As a result of a stipulation and temporary order dated November 4, 1996, the parties agreed to share legal custody of the child with physical custody in the mother. Both the mother and father have actively participated in the child’s care. The father has regularly exercised visitation with the child, seeing and taking her in excess of 140 days per calendar year. The father’s visitation takes place at his parents’ home in Brookline where he receives assistance from his parents. [Note 3] The child maintains a strong relationship with the paternal grandparents and, the judge found, benefits from their society and companionship and the cultural and intellectual stimulation they provide her. Although the father’s visitation takes place at his parents’ home, he is the child’s “primary caregiver” during the visits. “He makes her meals and feeds her. He dresses her and makes sure she’s clean and has brushed her teeth. He fixes her hair. He puts her to bed.” The child spends “the vast majority of her time” with the father during visitation and looks to him for comfort.

The father has also encouraged physical and mental stimulation of the child, taking her on walks and rides and visiting, for example, the circus, the zoo, and the aquarium. The father has shown himself to be interested in the child’s early education as well. In addition to providing the child with books, he offered to enroll her at a day care center in Brookline when the mother’s day care vouchers were terminated. [Note 4] Although the father was willing to pay for the child to resume day care in Brookline and, in exchange, give up his weekend visitation, the mother refused the offer. The father loves the child who is “attached” to and has “bonded” with him.
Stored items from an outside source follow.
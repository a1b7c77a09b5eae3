// This Source Code Form is subject to the terms of the Mozilla Public
// License, v. 2.0. If a copy of the MPL was not distributed with this
// file, You can obtain one at http://mozilla.org/MPL/2.0/.

use indoc::{formatdoc, indoc};
use tempfile::TempDir;

use crate::{cbc_tools, get_cmd_output};

#[test]
fn test_followup_dag() {
    let tmp = TempDir::new().unwrap();
    let qscan_out = tmp.path().join("qscans");
    std::fs::create_dir(&qscan_out).unwrap();

    let config = tmp.path().join("followup.toml");
    std::fs::write(
        &config,
        formatdoc! {r#"
            [condor]
            inspiral = "/opt/lalapps/lalapps_inspiral"
            plotsnrchisq = "/opt/bin/plotsnrchisq_pipe"
            qscan = "/opt/bin/qscan"
            datafind = "/opt/bin/LSCdataFind"
            convertcache = "/opt/bin/convertlalcache.pl"

            [output]
            page = "https://example.org/followup"

            [inspiral]
            output-path = "inspiral/"

            [inspiral.process-params]
            "--gps-start-time" = "871234000"
            "--gps-end-time" = "871236048"
            "--ifo-tag" = "FOLLOWUP"
            "--channel-name" = "H1:LSC-STRAIN"

            [qscan.foreground-qscan]
            search-time-range = 128.0
            type = "RDS_R_L1"
            H1config-file = "/opt/qscan/H1.txt"
            H1output = "{}"
        "#, qscan_out.display()},
    )
    .unwrap();
    let triggers = tmp.path().join("triggers.toml");
    std::fs::write(
        &triggers,
        indoc! {r#"
            [[trigger]]
            event-id = "7"
            stat-value = 11.5
            gps-time = { H1 = 871234567.5 }
        "#},
    )
    .unwrap();

    #[rustfmt::skip]
    let cmd = cbc_tools()
        .current_dir(tmp.path())
        .args([
            "followup-dag",
            "--config", &config.display().to_string(),
            "--triggers", &triggers.display().to_string(),
        ])
        .ok();
    assert!(cmd.is_ok(), "{:?}", get_cmd_output(cmd));

    let dag = std::fs::read_to_string(tmp.path().join("followup.dag")).unwrap();
    assert!(dag.contains("SCRIPT POST"));
    assert!(dag.contains("qscan-datafind/cacheconv.sh"));
    assert!(tmp.path().join("qscan.sub").exists());
    assert!(tmp.path().join("qscan-datafind/cacheconv.sh").exists());
    assert!(std::fs::read_dir(tmp.path())
        .unwrap()
        .filter_map(|e| e.ok())
        .any(|e| e.file_name().to_string_lossy().starts_with("followup.dag.log.")));
}

#[test]
fn test_followup_dag_needs_triggers() {
    let tmp = TempDir::new().unwrap();
    let cmd = cbc_tools()
        .current_dir(tmp.path())
        .args(["followup-dag", "--config", "followup.toml"])
        .ok();
    assert!(cmd.is_err());
    let (_, stderr) = get_cmd_output(cmd);
    assert!(stderr.contains("--triggers"), "{stderr}");
}
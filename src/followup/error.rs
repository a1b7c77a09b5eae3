// This Source Code Form is subject to the terms of the Mozilla Public
// License, v. 2.0. If a copy of the MPL was not distributed with this
// file, You can obtain one at http://mozilla.org/MPL/2.0/.

use thiserror::Error;

/// Problems that stop a single node from being made. The node is left out of
/// the DAG.
#[derive(Error, Debug, Clone, PartialEq)]
pub enum NodeError {
    #[error("The inspiral process parameters don't have '{0}'")]
    MissingProcessParam(&'static str),

    #[error("Couldn't get a detector from channel name '{0}'")]
    BadChannelName(String),

    #[error("Process parameter '{param}' isn't a GPS time: '{value}'")]
    BadGpsTime { param: &'static str, value: String },

    #[error("Q-scan section '{section}' has no '{option}' option")]
    MissingQscanOption { section: String, option: String },

    #[error("There's no Q-scan section called '{0}'")]
    UnknownQscanSection(String),

    #[error("The trigger has no GPS time for {0}")]
    NoGpsTime(String),

    #[error("No inspiral output to plot")]
    NoInspiralOutput,
}

#[derive(Error, Debug)]
pub enum FollowupError {
    #[error("Couldn't read '{file}': {err}")]
    Read { file: String, err: std::io::Error },

    #[error("Couldn't parse '{file}': {err}")]
    Parse {
        file: String,
        err: toml::de::Error,
    },

    #[error("Couldn't create a DAG log file in '{dir}': {err}")]
    LogFile { dir: String, err: std::io::Error },

    #[error("Couldn't create directory '{dir}': {err}")]
    CreateDir { dir: String, err: std::io::Error },

    #[error("Couldn't write '{file}': {err}")]
    Write { file: String, err: std::io::Error },

    #[error("Invalid path for Q-scan output '{dir}': {err}")]
    QscanOutput { dir: String, err: std::io::Error },

    #[error("No triggers were given")]
    NoTriggers,

    #[error(transparent)]
    Node(#[from] NodeError),
}
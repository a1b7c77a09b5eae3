// This Source Code Form is subject to the terms of the Mozilla Public
// License, v. 2.0. If a copy of the MPL was not distributed with this
// file, You can obtain one at http://mozilla.org/MPL/2.0/.

//! PNG figures with `plotters`.

use std::path::Path;

use log::trace;
use plotters::prelude::*;

use super::{DrawError, HistCurve, PdfCurve, RegionOutline, Renderer};
use crate::colours::RunColour;

/// The number of pixels of the KDE plots.
const PDF_PIXELS: (u32, u32) = (1500, 1200);
/// The number of pixels of the histogram plots.
const HIST_PIXELS: (u32, u32) = (1800, 1200);
/// The number of pixels of the contour plots.
const CONTOUR_PIXELS: (u32, u32) = (1200, 1000);

/// Line widths of successive (increasing) confidence levels on contour plots.
const CONTOUR_WIDTHS: [u32; 3] = [3, 2, 1];

const NUM_DASHES: usize = 40;

lazy_static::lazy_static! {
    static ref LEGEND_BACKGROUND: RGBAColor = WHITE.mix(0.8);
}

#[derive(Debug, Default)]
pub struct BitmapRenderer;

/// The legend entry for interval lines, e.g. "90%".
fn cl_label(cl: f64) -> String {
    format!("{}%", (cl * 100.0).round() as u32)
}

/// Tag a plotters error with the file being drawn.
fn chart_error(path: &Path, e: impl std::fmt::Display) -> DrawError {
    DrawError::Chart {
        file: path.display().to_string(),
        msg: e.to_string(),
    }
}

fn rgb(c: RunColour) -> RGBColor {
    let (r, g, b) = c.to_rgb8();
    RGBColor(r, g, b)
}

/// The smallest and largest of some values, padded a little so that lines on
/// the edges are visible.
fn padded_bounds(values: impl Iterator<Item = f64>) -> (f64, f64) {
    let (lo, hi) = values
        .filter(|v| v.is_finite())
        .fold((f64::INFINITY, f64::NEG_INFINITY), |(lo, hi), v| {
            (lo.min(v), hi.max(v))
        });
    if !lo.is_finite() || !hi.is_finite() {
        return (0.0, 1.0);
    }
    let pad = (hi - lo) * 0.02;
    if pad > 0.0 {
        (lo - pad, hi + pad)
    } else {
        (lo - 0.5, hi + 0.5)
    }
}

/// The pieces of a dashed line between two points.
fn dashes(from: (f64, f64), to: (f64, f64)) -> Vec<Vec<(f64, f64)>> {
    let at = |t: f64| (from.0 + t * (to.0 - from.0), from.1 + t * (to.1 - from.1));
    let n = NUM_DASHES as f64;
    (0..NUM_DASHES)
        .map(|k| vec![at(k as f64 / n), at((k as f64 + 0.6) / n)])
        .collect()
}

/// The pieces of a dash-dotted line between two points.
fn dash_dots(from: (f64, f64), to: (f64, f64)) -> Vec<Vec<(f64, f64)>> {
    let at = |t: f64| (from.0 + t * (to.0 - from.0), from.1 + t * (to.1 - from.1));
    let n = (NUM_DASHES / 2) as f64;
    (0..NUM_DASHES / 2)
        .flat_map(|k| {
            let k = k as f64;
            [
                vec![at(k / n), at((k + 0.5) / n)],
                vec![at((k + 0.7) / n), at((k + 0.8) / n)],
            ]
        })
        .collect()
}

impl Renderer for BitmapRenderer {
    fn one_param_pdf(
        &mut self,
        path: &Path,
        param: &str,
        curves: &[PdfCurve],
        injection: Option<f64>,
    ) -> Result<(), DrawError> {
        if curves.is_empty() {
            return Err(DrawError::NoData(param.to_string()));
        }
        trace!("Drawing {}", path.display());

        let x_min = curves
            .iter()
            .flat_map(|c| c.points.first().map(|p| p.0))
            .fold(f64::INFINITY, f64::min);
        let x_max = curves
            .iter()
            .flat_map(|c| c.points.last().map(|p| p.0))
            .fold(f64::NEG_INFINITY, f64::max);
        let (x_lo, x_hi) = padded_bounds([x_min, x_max].into_iter());
        let y_max = curves
            .iter()
            .flat_map(|c| c.points.iter().map(|p| p.1))
            .fold(0.0, f64::max);
        let y_top = if y_max > 0.0 { y_max * 1.05 } else { 1.0 };

        let root = BitMapBackend::new(path, PDF_PIXELS).into_drawing_area();
        root.fill(&WHITE)
            .map_err(|e| chart_error(path, e))?;
        let mut chart = ChartBuilder::on(&root)
            .margin(30)
            .x_label_area_size(70)
            .y_label_area_size(100)
            .build_cartesian_2d(x_lo..x_hi, 0.0..y_top)
            .map_err(|e| chart_error(path, e))?;
        chart
            .configure_mesh()
            .x_desc(param)
            .y_desc("Probability density")
            .label_style(("sans-serif", 24))
            .draw()
            .map_err(|e| chart_error(path, e))?;

        for curve in curves {
            let colour = rgb(curve.colour);
            chart
                .draw_series(LineSeries::new(
                    curve.points.iter().copied(),
                    colour.stroke_width(2),
                ))
                .map_err(|e| chart_error(path, e))?
                .label(curve.run.as_str())
                .legend(move |(x, y)| PathElement::new(vec![(x, y), (x + 25, y)], colour.stroke_width(2)));
        }

        // Only drawn if it'd be visible.
        if let Some(inj) = injection.filter(|inj| x_min <= *inj && *inj <= x_max) {
            chart
                .draw_series(
                    dash_dots((inj, 0.0), (inj, y_max))
                        .into_iter()
                        .map(|piece| PathElement::new(piece, RED.stroke_width(2))),
                )
                .map_err(|e| chart_error(path, e))?;
        }

        chart
            .configure_series_labels()
            .background_style(&*LEGEND_BACKGROUND)
            .border_style(&BLACK)
            .label_font(("sans-serif", 24))
            .draw()
            .map_err(|e| chart_error(path, e))?;
        root.present()
            .map_err(|e| chart_error(path, e))?;
        Ok(())
    }

    fn one_param_line_hist(
        &mut self,
        path: &Path,
        param: &str,
        hists: &[HistCurve],
        cl: f64,
        show_cl_lines: bool,
    ) -> Result<(), DrawError> {
        if hists.is_empty() {
            return Err(DrawError::NoData(param.to_string()));
        }
        trace!("Drawing {}", path.display());

        let (x_lo, x_hi) = padded_bounds(hists.iter().flat_map(|h| {
            [h.hist.edges[0], h.hist.edges[h.hist.edges.len() - 1]].into_iter()
        }));
        let y_max = hists
            .iter()
            .map(|h| h.hist.max_density())
            .fold(0.0, f64::max);
        let y_top = if y_max > 0.0 { y_max * 1.05 } else { 1.0 };

        let root = BitMapBackend::new(path, HIST_PIXELS).into_drawing_area();
        root.fill(&WHITE)
            .map_err(|e| chart_error(path, e))?;
        let mut chart = ChartBuilder::on(&root)
            .margin(30)
            .x_label_area_size(70)
            .y_label_area_size(100)
            .build_cartesian_2d(x_lo..x_hi, 0.0..y_top)
            .map_err(|e| chart_error(path, e))?;
        chart
            .configure_mesh()
            .x_desc(param)
            .y_desc("Probability density")
            .label_style(("sans-serif", 24))
            .draw()
            .map_err(|e| chart_error(path, e))?;

        for h in hists {
            let colour = rgb(h.colour);
            chart
                .draw_series(LineSeries::new(h.hist.step_points(), colour.stroke_width(2)))
                .map_err(|e| chart_error(path, e))?
                .label(h.run.as_str())
                .legend(move |(x, y)| PathElement::new(vec![(x, y), (x + 25, y)], colour.stroke_width(2)));
        }

        if show_cl_lines {
            for h in hists {
                let Some((lo, hi)) = h.interval else {
                    continue;
                };
                let colour = rgb(h.colour);
                chart
                    .draw_series(
                        dashes((lo, 0.0), (lo, y_top))
                            .into_iter()
                            .chain(dashes((hi, 0.0), (hi, y_top)))
                            .map(|piece| PathElement::new(piece, colour.stroke_width(2))),
                    )
                    .map_err(|e| chart_error(path, e))?;
            }
            // A legend entry for the interval lines.
            chart
                .draw_series(std::iter::empty::<PathElement<(f64, f64)>>())
                .map_err(|e| chart_error(path, e))?
                .label(cl_label(cl))
                .legend(|(x, y)| PathElement::new(vec![(x, y), (x + 25, y)], BLACK.stroke_width(2)));
        }

        chart
            .configure_series_labels()
            .position(SeriesLabelPosition::UpperRight)
            .background_style(&*LEGEND_BACKGROUND)
            .border_style(&BLACK)
            .label_font(("sans-serif", 24))
            .draw()
            .map_err(|e| chart_error(path, e))?;
        root.present()
            .map_err(|e| chart_error(path, e))?;
        Ok(())
    }

    fn two_param_contour(
        &mut self,
        path: &Path,
        params: (&str, &str),
        outlines: &[RegionOutline],
        injection: Option<(f64, f64)>,
    ) -> Result<(), DrawError> {
        if outlines.iter().all(|o| o.segments.is_empty()) {
            return Err(DrawError::NoData(format!("{}-{}", params.0, params.1)));
        }
        trace!("Drawing {}", path.display());

        let points = || {
            outlines
                .iter()
                .flat_map(|o| o.segments.iter().flatten().copied())
                .chain(injection)
        };
        let (x_lo, x_hi) = padded_bounds(points().map(|p| p.0));
        let (y_lo, y_hi) = padded_bounds(points().map(|p| p.1));

        // Thicker lines for smaller confidence levels.
        let mut levels: Vec<f64> = outlines.iter().map(|o| o.cl).collect();
        levels.sort_unstable_by(f64::total_cmp);
        levels.dedup();
        let width_of = |cl: f64| {
            let i = levels.iter().position(|&l| l == cl).unwrap_or(0);
            CONTOUR_WIDTHS[i.min(CONTOUR_WIDTHS.len() - 1)]
        };

        let root = BitMapBackend::new(path, CONTOUR_PIXELS).into_drawing_area();
        root.fill(&WHITE)
            .map_err(|e| chart_error(path, e))?;
        let mut chart = ChartBuilder::on(&root)
            .margin(30)
            .x_label_area_size(70)
            .y_label_area_size(100)
            .build_cartesian_2d(x_lo..x_hi, y_lo..y_hi)
            .map_err(|e| chart_error(path, e))?;
        chart
            .configure_mesh()
            .x_desc(params.0)
            .y_desc(params.1)
            .label_style(("sans-serif", 24))
            .draw()
            .map_err(|e| chart_error(path, e))?;

        let mut labelled: Vec<&str> = vec![];
        for outline in outlines {
            let colour = rgb(outline.colour);
            let style = colour.stroke_width(width_of(outline.cl));
            let anno = chart
                .draw_series(
                    outline
                        .segments
                        .iter()
                        .map(|s| PathElement::new(s.to_vec(), style)),
                )
                .map_err(|e| chart_error(path, e))?;
            if !labelled.contains(&outline.run.as_str()) {
                labelled.push(&outline.run);
                anno.label(outline.run.as_str()).legend(move |(x, y)| {
                    PathElement::new(vec![(x, y), (x + 25, y)], colour.stroke_width(2))
                });
            }
        }

        if let Some((x, y)) = injection {
            chart
                .draw_series(std::iter::once(Cross::new((x, y), 10, RED.stroke_width(3))))
                .map_err(|e| chart_error(path, e))?;
        }

        chart
            .configure_series_labels()
            .background_style(&*LEGEND_BACKGROUND)
            .border_style(&BLACK)
            .label_font(("sans-serif", 24))
            .draw()
            .map_err(|e| chart_error(path, e))?;
        root.present()
            .map_err(|e| chart_error(path, e))?;
        Ok(())
    }
}

#[cfg(test)]
mod tests {
    use approx::assert_abs_diff_eq;

    use super::*;

    #[test]
    fn test_padded_bounds() {
        let (lo, hi) = padded_bounds([0.0, 10.0, 5.0].into_iter());
        assert_abs_diff_eq!(lo, -0.2, epsilon = 1e-12);
        assert_abs_diff_eq!(hi, 10.2, epsilon = 1e-12);

        let (lo, hi) = padded_bounds([3.0, 3.0].into_iter());
        assert_abs_diff_eq!(lo, 2.5);
        assert_abs_diff_eq!(hi, 3.5);

        assert_eq!(padded_bounds(std::iter::empty()), (0.0, 1.0));
    }

    #[test]
    fn test_cl_label() {
        assert_eq!(cl_label(0.29), "29%");
        assert_eq!(cl_label(0.67), "67%");
        assert_eq!(cl_label(0.95), "95%");
    }

    #[test]
    fn test_errors_name_the_file() {
        let tmp = tempfile::TempDir::new().unwrap();
        let path = tmp.path().join("missing_dir").join("m1_pdf.png");
        let curves = [PdfCurve {
            run: "A".to_string(),
            colour: RunColour {
                r: 0.5,
                g: 0.2,
                b: 0.9,
            },
            points: vec![(0.0, 0.1), (1.0, 0.5), (2.0, 0.1)],
        }];
        match BitmapRenderer.one_param_pdf(&path, "m1", &curves, None) {
            Err(DrawError::Chart { file, .. }) => assert!(file.ends_with("m1_pdf.png"), "{file}"),
            other => panic!("expected a chart error, got {other:?}"),
        }
    }

    #[test]
    fn test_dashes_stay_on_the_line() {
        let pieces = dashes((1.0, 0.0), (1.0, 2.0));
        assert_eq!(pieces.len(), NUM_DASHES);
        for piece in pieces.iter().chain(dash_dots((1.0, 0.0), (1.0, 2.0)).iter()) {
            for &(x, y) in piece {
                assert_abs_diff_eq!(x, 1.0);
                assert!((0.0..=2.0).contains(&y));
            }
        }
    }
}
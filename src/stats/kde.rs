// This Source Code Form is subject to the terms of the Mozilla Public
// License, v. 2.0. If a copy of the MPL was not distributed with this
// file, You can obtain one at http://mozilla.org/MPL/2.0/.

use super::{check_samples, StatsError};
use crate::constants::PI;

/// A 1D Gaussian kernel density estimate. The kernel bandwidth is derived from
/// the samples with Scott's rule.
#[derive(Debug, Clone, PartialEq)]
pub struct GaussianKde {
    samples: Vec<f64>,
    bandwidth: f64,
}

impl GaussianKde {
    pub fn new(samples: &[f64]) -> Result<GaussianKde, StatsError> {
        check_samples(samples)?;
        let n = samples.len();
        if n < 2 {
            return Err(StatsError::DegenerateSamples {
                num_samples: n,
                std_dev: 0.0,
            });
        }

        let mean = samples.iter().sum::<f64>() / n as f64;
        let variance = samples.iter().map(|s| (s - mean).powi(2)).sum::<f64>() / (n - 1) as f64;
        let std_dev = variance.sqrt();
        if !std_dev.is_normal() {
            return Err(StatsError::DegenerateSamples {
                num_samples: n,
                std_dev,
            });
        }

        // Scott's factor for one dimension.
        let factor = (n as f64).powf(-1.0 / 5.0);
        Ok(GaussianKde {
            samples: samples.to_vec(),
            bandwidth: factor * std_dev,
        })
    }

    pub fn bandwidth(&self) -> f64 {
        self.bandwidth
    }

    /// The density at `x`.
    pub fn density(&self, x: f64) -> f64 {
        let h = self.bandwidth;
        let norm = 1.0 / (self.samples.len() as f64 * h * (2.0 * PI).sqrt());
        self.samples
            .iter()
            .map(|s| {
                let u = (x - s) / h;
                (-0.5 * u * u).exp()
            })
            .sum::<f64>()
            * norm
    }

    pub fn evaluate(&self, xs: &[f64]) -> Vec<f64> {
        xs.iter().map(|&x| self.density(x)).collect()
    }
}
// This Source Code Form is subject to the terms of the Mozilla Public
// License, v. 2.0. If a copy of the MPL was not distributed with this
// file, You can obtain one at http://mozilla.org/MPL/2.0/.

use thiserror::Error;

#[derive(Error, Debug, Clone, PartialEq)]
pub enum StatsError {
    #[error("No samples were supplied")]
    NoSamples,

    #[error("Some samples are NaN or infinite")]
    NonFiniteSamples,

    #[error("The confidence level {0} is not between 0 and 1")]
    InvalidConfidenceLevel(f64),

    #[error("Can't estimate a density from {num_samples} samples with a standard deviation of {std_dev}")]
    DegenerateSamples { num_samples: usize, std_dev: f64 },

    #[error("A histogram needs at least one bin")]
    NoBins,

    #[error("The x and y samples have different lengths ({x} vs {y})")]
    LengthMismatch { x: usize, y: usize },

    #[error("Bin widths must be positive; got {0}")]
    InvalidBinWidth(f64),

    #[error("Greedy binning would need {0} bins; the bin widths are too small for these samples")]
    TooManyBins(usize),
}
The mother, as we have indicated, has been the primary caretaker for the child. She resides in a clean, well-furnished apartment, and, in general, has taken good care of the child “physically.” Indeed, the parties stipulated that the child is “happy and well adjusted” and that her “mental, physical and intellectual development is appropriate for her age.” The mother has lived with her own mother (who often cares for the child) in the past and appears to have a good relationship with her. While the mother is at work, the child is cared for by the mother’s seventy-four year old grandmother. As with the father, the mother loves the child and the child is “attached” and “bonded” to her.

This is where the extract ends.